Welcome back to the digital saloon, where we trade the frenetic noise of the ticker tape for the slow-drip coffee of actual wisdom. Wall Street is an industry built on the pretense of omniscience. Analysts build discounted cash flow models out to the year 2035 to justify a stock price today, projecting an aura of absolute certainty. But true wealth creation often happens in the dark spaces where nobody knows anything.
The Wisdom Bites:
"Aside from movies, examples of positive-Black Swan businesses are: some segments of publishing, scientific research, and venture capital. In these businesses, you lose small to make big.....In these businesses you are lucky if you don't know anything- particularly if others don't know anything either, but aren't aware of it." - Morgan Housel
"For your exposure to the positive Black Swan, you do not need any precise understanding of the structure of uncertainty.

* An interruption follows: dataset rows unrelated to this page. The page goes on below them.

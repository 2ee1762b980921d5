//! Core engine-facing contracts.
//!
//! This module defines the stable interface between the runtime (platform loop)
//! and the application, and provides the per-frame context.

mod app;
mod ctx;

pub use app::{App, AppControl};
pub use ctx::{FrameCtx, SurfaceSubmitter, WindowCtx};
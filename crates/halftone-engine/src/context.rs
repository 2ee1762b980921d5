//! Application state shared by the per-frame loop.

use crate::camera::{OrbitControls, OrbitSettings, PerspectiveCamera};
use crate::material::{
    HalftoneMaterial, MaterialError, MaterialHandle, ShaderSources, UniformSlot, UniformValue,
};
use crate::paint::Color;
use crate::params::{
    ControlSurface, ParamEdit, ParamError, ParamTargets, ParamValue, ParameterStore,
};
use crate::scene::{SceneComposition, SceneConfig};
use crate::viewport::{ResizeEvent, ViewportState};

/// Everything the frame loop reads or mutates, built once at startup.
///
/// Invariants:
/// - `camera.aspect()` equals `viewport.aspect()`
/// - the material's resolution uniform equals `viewport.resolution()`
/// - `surface_size` equals `viewport.physical_size()`
///
/// All three are restored together by [`apply_resize`](Self::apply_resize).
#[derive(Debug)]
pub struct AppContext {
    pub viewport: ViewportState,
    pub camera: PerspectiveCamera,
    pub controls: OrbitControls,
    /// Keyboard cursor over the parameter controls.
    pub panel: ControlSurface,
    pub params: ParameterStore,
    pub scene: SceneComposition,
    clear_color: Color,
    surface_size: (u32, u32),
    pending_resize: Option<ResizeEvent>,
}

impl AppContext {
    /// Compiles the material and builds the procedural scene.
    pub fn new(
        config: &SceneConfig,
        params: ParameterStore,
        sources: ShaderSources,
        initial: ResizeEvent,
    ) -> Result<Self, MaterialError> {
        let viewport = ViewportState::new(initial);
        let camera = PerspectiveCamera::new(config.camera, viewport.aspect());
        let material =
            HalftoneMaterial::new(sources, params.material.to_uniforms(viewport.resolution()))?;
        let scene = SceneComposition::procedural(material, &config.layout);

        Ok(Self {
            viewport,
            camera,
            controls: OrbitControls::new(OrbitSettings::default()),
            panel: ControlSurface::new(),
            clear_color: params.renderer.background_color,
            params,
            scene,
            surface_size: viewport.physical_size(),
            pending_resize: None,
        })
    }

    #[inline]
    pub fn material(&self) -> &MaterialHandle {
        self.scene.material()
    }

    #[inline]
    pub fn clear_color(&self) -> Color {
        self.clear_color
    }

    /// Physical size the render surface should have.
    #[inline]
    pub fn surface_size(&self) -> (u32, u32) {
        self.surface_size
    }

    /// Records a host resize for the next tick. Later requests replace earlier ones.
    pub fn request_resize(&mut self, event: ResizeEvent) {
        self.pending_resize = Some(event);
    }

    pub fn take_pending_resize(&mut self) -> Option<ResizeEvent> {
        self.pending_resize.take()
    }

    /// Applies a resize: viewport, camera projection, surface size and
    /// resolution uniform, in one call.
    pub fn apply_resize(&mut self, event: ResizeEvent) -> Result<(), MaterialError> {
        self.viewport.resize(event);
        self.camera.set_aspect(self.viewport.aspect());
        self.surface_size = self.viewport.physical_size();
        self.scene
            .material()
            .set_uniform(UniformSlot::Resolution, UniformValue::Vec2(self.viewport.resolution()))?;

        log::debug!(
            "resized to {}x{} @{} (surface {}x{})",
            self.viewport.width,
            self.viewport.height,
            self.viewport.pixel_ratio,
            self.surface_size.0,
            self.surface_size.1,
        );
        Ok(())
    }

    /// Routes a control-surface edit through the store to its hook.
    pub fn apply_edit(&mut self, edit: ParamEdit) -> Result<ParamValue, ParamError> {
        let mut targets = ParamTargets {
            material: self.scene.material(),
            clear_color: &mut self.clear_color,
        };
        self.params.apply_edit(edit, &mut targets)
    }
}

I find it hard to explain that when you have a very limited loss you need to get as aggressive, as speculative, and sometimes as 'unreasonable' as you can be." - Morgan Housel
The Asymmetry of "Not Knowing"
In finance, trying to predict the exact path of the S&P 500 is a fool's errand. But if you structure your portfolio so that your downside is strictly capped while your upside is theoretically infinite, you don't actually need to predict the future. You just need to be positioned for it. This is the essence of the "barbell" strategy. You pair extreme paranoia (holding perfectly safe cash or T-bills) with extreme, aggressive speculation in areas with positive Black Swan potential (like early-stage venture capital or out-of-the-money options).
When your maximum loss is small, you don't need a precise understanding of the uncertainty structure. You are freed from the burden of forecasting. You can afford to be "unreasonable" because the cost of being wrong is known and entirely manageable.